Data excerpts

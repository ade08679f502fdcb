//! High-level pipeline API for catalog transformation.
//!
//! Combines all steps for one request: template lookup, mapping parsing,
//! table parsing, text cleanup and plan compilation. The resulting
//! [`Transformation`] is either previewed or streamed as CSV.
//!
//! # Example
//!
//! ```rust,ignore
//! use catalog_buddy::{prepare, TemplateRegistry, TransformRequest, VariantColumns};
//!
//! let registry = TemplateRegistry::with_dir("templates");
//! let request = TransformRequest::new(std::fs::read("products.csv")?, "noon")
//!     .with_mapping(r#"{"sku": "Variant SKU", "name": "Title"}"#);
//!
//! let run = prepare(request, &registry, &VariantColumns::default())?;
//! std::fs::write("noon.csv", run.to_csv()?)?;
//! ```

use serde::Serialize;
use serde_json::{Map, Value};
use std::sync::Arc;
use uuid::Uuid;

use crate::api::logs::{log_info, log_info_indent, log_success, log_warning};
use crate::error::{CsvResult, PipelineError, PipelineResult};
use crate::models::{Mapping, ProductValuePolicy, VariantColumns};
use crate::parser::parse_bytes;
use crate::registry::TemplateStore;
use crate::transform::cleanup::clean_columns;
use crate::transform::encoder::{encode_all, CsvChunks, Preview};
use crate::transform::rows::{Rows, TransformPlan};

/// Download name used when the caller gives none.
pub const DEFAULT_FILENAME: &str = "catalog_export.csv";

/// Everything a caller sends for one transformation.
#[derive(Debug, Clone, Default)]
pub struct TransformRequest {
    /// Uploaded table bytes
    pub file: Vec<u8>,
    /// Template to transform into
    pub template_key: String,
    /// Raw JSON object of field key -> source column
    pub mapping: String,
    /// Raw JSON `{"columns": [...]}`; empty or malformed means no cleanup
    pub text_cleanup: String,
    /// Attachment filename for the streamed document
    pub filename: Option<String>,
    /// Return a preview instead of the full document
    pub preview: bool,
    /// How per-product values meet row values
    pub policy: ProductValuePolicy,
}

impl TransformRequest {
    pub fn new(file: Vec<u8>, template_key: impl Into<String>) -> Self {
        Self {
            file,
            template_key: template_key.into(),
            mapping: "{}".to_string(),
            ..Self::default()
        }
    }

    pub fn with_mapping(mut self, mapping: impl Into<String>) -> Self {
        self.mapping = mapping.into();
        self
    }

    pub fn with_cleanup(mut self, text_cleanup: impl Into<String>) -> Self {
        self.text_cleanup = text_cleanup.into();
        self
    }

    pub fn with_policy(mut self, policy: ProductValuePolicy) -> Self {
        self.policy = policy;
        self
    }
}

/// Uploaded file information
#[derive(Debug, Clone, Serialize)]
#[serde(rename_all = "camelCase")]
pub struct CsvInfo {
    pub encoding: String,
    pub delimiter: char,
    pub headers: Vec<String>,
    pub row_count: usize,
}

/// A compiled, request-local transformation.
#[derive(Debug, Clone)]
pub struct Transformation {
    /// Identifier used in logs
    pub run_id: String,
    pub template_key: String,
    pub filename: String,
    pub csv_info: CsvInfo,
    /// Headers that text cleanup was applied to
    pub cleaned_columns: Vec<String>,
    plan: Arc<TransformPlan>,
}

impl Transformation {
    pub fn headers(&self) -> &[String] {
        self.plan.headers()
    }

    /// Materialize all rows and keep the first `limit`.
    pub fn preview(&self, limit: usize) -> Preview {
        let preview = Preview::collect(
            self.headers().to_vec(),
            self.plan.iter(),
            limit,
            &self.template_key,
        );
        log_dropped(&self.run_id, self.csv_info.row_count, preview.total_rows);
        preview
    }

    /// Lazy output rows.
    pub fn rows(&self) -> Rows {
        Arc::clone(&self.plan).into_rows()
    }

    /// Lazy CSV chunks: BOM, header line, one chunk per row.
    pub fn stream(&self) -> CsvChunks<Rows> {
        CsvChunks::new(self.headers().to_vec(), self.rows())
    }

    /// Whole document in memory.
    pub fn to_csv(&self) -> CsvResult<Vec<u8>> {
        encode_all(self.headers().to_vec(), self.rows())
    }
}

fn log_dropped(run_id: &str, input_rows: usize, kept: usize) {
    if kept < input_rows {
        log_warning(format!(
            "[{}] {} row(s) dropped (blank required field)",
            run_id,
            input_rows - kept
        ));
    }
    log_success(format!("[{}] {} output row(s)", run_id, kept));
}

/// Parse the caller's mapping payload.
///
/// Must be a JSON object; `null` and empty values leave a field unmapped.
pub fn parse_mapping(raw: &str) -> PipelineResult<Mapping> {
    let obj: Map<String, Value> =
        serde_json::from_str(raw).map_err(|e| PipelineError::InvalidMapping(e.to_string()))?;

    let mut mapping = Mapping::new();
    for (key, value) in obj {
        match value {
            Value::String(source) if !source.is_empty() => {
                mapping.insert(key, source);
            }
            Value::String(_) | Value::Null => {}
            other => {
                return Err(PipelineError::InvalidMapping(format!(
                    "value for '{}' must be a column name, got {}",
                    key, other
                )))
            }
        }
    }

    Ok(mapping)
}

/// Parse the cleanup payload `{"columns": [...]}`.
///
/// Cleanup is optional, so an empty or malformed payload means none.
pub fn parse_cleanup_columns(raw: &str) -> Vec<String> {
    if raw.trim().is_empty() {
        return Vec::new();
    }

    let parsed: Result<Value, _> = serde_json::from_str(raw);
    match parsed.as_ref().ok().and_then(|v| v.get("columns")).and_then(Value::as_array) {
        Some(columns) => columns
            .iter()
            .filter_map(Value::as_str)
            .map(str::to_string)
            .collect(),
        None => {
            log_warning("Ignoring malformed textCleanup payload");
            Vec::new()
        }
    }
}

/// Make a filename safe for a `Content-Disposition` header.
pub fn sanitize_filename(name: Option<&str>) -> String {
    let cleaned: String = name
        .unwrap_or("")
        .trim()
        .chars()
        .map(|c| match c {
            '"' | '\\' | '/' | '\r' | '\n' => '_',
            c if c.is_control() => '_',
            c => c,
        })
        .collect();

    if cleaned.is_empty() {
        DEFAULT_FILENAME.to_string()
    } else {
        cleaned
    }
}

/// Validate a request and compile its plan.
///
/// Fails only on client input errors: unknown template, malformed mapping,
/// undecodable table. Everything else degrades to empty values.
pub fn prepare(
    request: TransformRequest,
    store: &dyn TemplateStore,
    variants: &VariantColumns,
) -> PipelineResult<Transformation> {
    let run_id = Uuid::new_v4().to_string()[..8].to_string();

    let template = store
        .get(&request.template_key)
        .ok_or_else(|| PipelineError::UnknownTemplate(request.template_key.clone()))?;
    let mapping = parse_mapping(&request.mapping)?;
    let cleanup = parse_cleanup_columns(&request.text_cleanup);

    log_info(format!(
        "[{}] 📖 Reading upload ({} bytes) for template '{}'",
        run_id,
        request.file.len(),
        template.display_name()
    ));
    let parsed = parse_bytes(&request.file)?;
    let csv_info = CsvInfo {
        encoding: parsed.encoding,
        delimiter: parsed.delimiter,
        headers: parsed.table.headers().to_vec(),
        row_count: parsed.table.len(),
    };
    log_info_indent(
        format!(
            "encoding {}, delimiter '{}', {} columns, {} rows",
            csv_info.encoding,
            format_delimiter(csv_info.delimiter),
            csv_info.headers.len(),
            csv_info.row_count
        ),
        1,
    );

    let mut table = parsed.table;
    let cleaned_columns = clean_columns(&mut table, &cleanup);
    if !cleaned_columns.is_empty() {
        log_info_indent(format!("text cleanup: {}", cleaned_columns.join(", ")), 1);
    }

    let plan = TransformPlan::new(table, template, &mapping, variants, request.policy);
    let stats = plan.stats();
    log_info(format!(
        "[{}] 🗺️  {} output column(s): {} variant, {} product, {} image",
        run_id,
        stats.output_columns,
        stats.variant_columns,
        stats.product_columns,
        stats.image_columns
    ));
    log_info_indent(
        format!(
            "{} image slot(s) across {} product(s), {} propagated field(s)",
            stats.image_slots, stats.image_handles, stats.propagated_fields
        ),
        1,
    );
    if stats.missing_sources > 0 {
        log_warning(format!(
            "[{}] {} mapped source column(s) not in upload, emitted empty",
            run_id, stats.missing_sources
        ));
    }
    if plan.drops_every_row() {
        log_warning(format!(
            "[{}] required field '{}' has no source column, every row will be dropped",
            run_id,
            template.required_label()
        ));
    }

    Ok(Transformation {
        run_id,
        template_key: template.template_key.clone(),
        filename: sanitize_filename(request.filename.as_deref()),
        csv_info,
        cleaned_columns,
        plan: Arc::new(plan),
    })
}

/// Format delimiter for display
pub fn format_delimiter(d: char) -> String {
    match d {
        '\t' => "\\t".to_string(),
        c => c.to_string(),
    }
}

#[cfg(test)]
mod tests {
    use super::*;
    use crate::error::CsvError;
    use crate::models::{ExportRules, Field, Template};
    use crate::registry::TemplateRegistry;
    use crate::transform::encoder::UTF8_BOM;

    const PRODUCTS: &str = "Handle,Title,Body (HTML),Variant SKU,Image Src,Image Position\n\
        tee,Tee,<p>Soft &amp; warm</p>,TEE-S,tee1.png,1\n\
        tee,,,TEE-M,tee2.png,2\n\
        tee,,,,tee3.png,3\n\
        mug,Mug,<b>Big</b>,MUG-1,mug1.png,1\n";

    fn registry() -> TemplateRegistry {
        TemplateRegistry::from_templates(vec![Template::new(
            "noon",
            vec![
                Field::text("sku", "SKU"),
                Field::text("name", "Title"),
                Field::text("desc", "Description"),
                Field::image("img1", "Main Image", 1),
                Field::image("img2", "Image 2", 2),
            ],
        )
        .with_export_rules(ExportRules::require("sku"))])
    }

    fn request() -> TransformRequest {
        TransformRequest::new(PRODUCTS.as_bytes().to_vec(), "noon").with_mapping(
            r#"{"sku": "Variant SKU", "name": "Title", "desc": "Body (HTML)"}"#,
        )
    }

    #[test]
    fn test_end_to_end_csv() {
        let run = prepare(
            request().with_cleanup(r#"{"columns": ["Body (HTML)"]}"#),
            &registry(),
            &VariantColumns::default(),
        )
        .unwrap();

        assert_eq!(run.cleaned_columns, vec!["Body (HTML)"]);
        assert_eq!(run.filename, DEFAULT_FILENAME);

        let bytes = run.to_csv().unwrap();
        assert!(bytes.starts_with(UTF8_BOM));
        let text = std::str::from_utf8(&bytes[UTF8_BOM.len()..]).unwrap();
        assert_eq!(
            text,
            "SKU,Title,Description,Main Image,Image 2\r\n\
             TEE-S,Tee,Soft & warm,tee1.png,tee2.png\r\n\
             TEE-M,Tee,Soft & warm,tee1.png,tee2.png\r\n\
             MUG-1,Mug,Big,mug1.png,\r\n"
        );
    }

    #[test]
    fn test_preview_reports_post_drop_total() {
        let run = prepare(request(), &registry(), &VariantColumns::default()).unwrap();
        let preview = run.preview(2);

        assert_eq!(preview.total_rows, 3);
        assert_eq!(preview.rows.len(), 2);
        assert_eq!(preview.template_key, "noon");
        assert_eq!(preview.headers.len(), 5);
        assert_eq!(preview.rows[1][1], "Tee");
    }

    #[test]
    fn test_stream_matches_to_csv() {
        let run = prepare(request(), &registry(), &VariantColumns::default()).unwrap();
        let streamed: Vec<u8> = run
            .stream()
            .collect::<CsvResult<Vec<_>>>()
            .unwrap()
            .concat();
        assert_eq!(streamed, run.to_csv().unwrap());
    }

    #[test]
    fn test_unknown_template() {
        let mut req = request();
        req.template_key = "etsy".into();
        let err = prepare(req, &registry(), &VariantColumns::default()).unwrap_err();
        assert!(matches!(err, PipelineError::UnknownTemplate(k) if k == "etsy"));
    }

    #[test]
    fn test_invalid_mapping() {
        let err = prepare(
            request().with_mapping("{not json"),
            &registry(),
            &VariantColumns::default(),
        )
        .unwrap_err();
        assert!(matches!(err, PipelineError::InvalidMapping(_)));
    }

    #[test]
    fn test_empty_upload_is_csv_error() {
        let req = TransformRequest::new(Vec::new(), "noon");
        let err = prepare(req, &registry(), &VariantColumns::default()).unwrap_err();
        assert!(matches!(err, PipelineError::Csv(CsvError::EmptyFile)));
    }

    #[test]
    fn test_auto_image_required_field_drops_all_rows() {
        let store = TemplateRegistry::from_templates(vec![Template::new(
            "img",
            vec![Field::image("sku", "SKU", 1), Field::text("name", "Title")],
        )
        .with_export_rules(ExportRules::require("sku"))]);
        let mut req = request();
        req.template_key = "img".into();

        let run = prepare(req, &store, &VariantColumns::default()).unwrap();
        assert!(run.rows().next().is_none());
        assert_eq!(run.preview(10).total_rows, 0);
    }

    #[test]
    fn test_parse_mapping() {
        let m = parse_mapping(r#"{"sku": "Variant SKU", "name": "", "vendor": null}"#).unwrap();
        assert_eq!(m.len(), 1);
        assert_eq!(m["sku"], "Variant SKU");

        assert!(parse_mapping("[]").is_err());
        assert!(parse_mapping(r#"{"sku": 3}"#).is_err());
    }

    #[test]
    fn test_parse_cleanup_columns() {
        assert!(parse_cleanup_columns("").is_empty());
        assert!(parse_cleanup_columns("not json").is_empty());
        assert!(parse_cleanup_columns(r#"{"cols": ["x"]}"#).is_empty());
        assert_eq!(
            parse_cleanup_columns(r#"{"columns": ["Body (HTML)", 4, "Title"]}"#),
            vec!["Body (HTML)", "Title"]
        );
    }

    #[test]
    fn test_sanitize_filename() {
        assert_eq!(sanitize_filename(None), DEFAULT_FILENAME);
        assert_eq!(sanitize_filename(Some("  ")), DEFAULT_FILENAME);
        assert_eq!(sanitize_filename(Some("noon.csv")), "noon.csv");
        assert_eq!(
            sanitize_filename(Some("a\"b\r\nc/../d.csv")),
            "a_b__c_.._d.csv"
        );
    }
}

(Task objective)
For each line above that holds the string "crate", provide a copy of that line.

(Output for this task)
use crate::api::logs::{log_info, log_info_indent, log_success, log_warning};
use crate::error::{CsvResult, PipelineError, PipelineResult};
use crate::models::{Mapping, ProductValuePolicy, VariantColumns};
use crate::parser::parse_bytes;
use crate::registry::TemplateStore;
use crate::transform::cleanup::clean_columns;
use crate::transform::encoder::{encode_all, CsvChunks, Preview};
use crate::transform::rows::{Rows, TransformPlan};
    use crate::error::CsvError;
    use crate::models::{ExportRules, Field, Template};
    use crate::registry::TemplateRegistry;
    use crate::transform::encoder::UTF8_BOM;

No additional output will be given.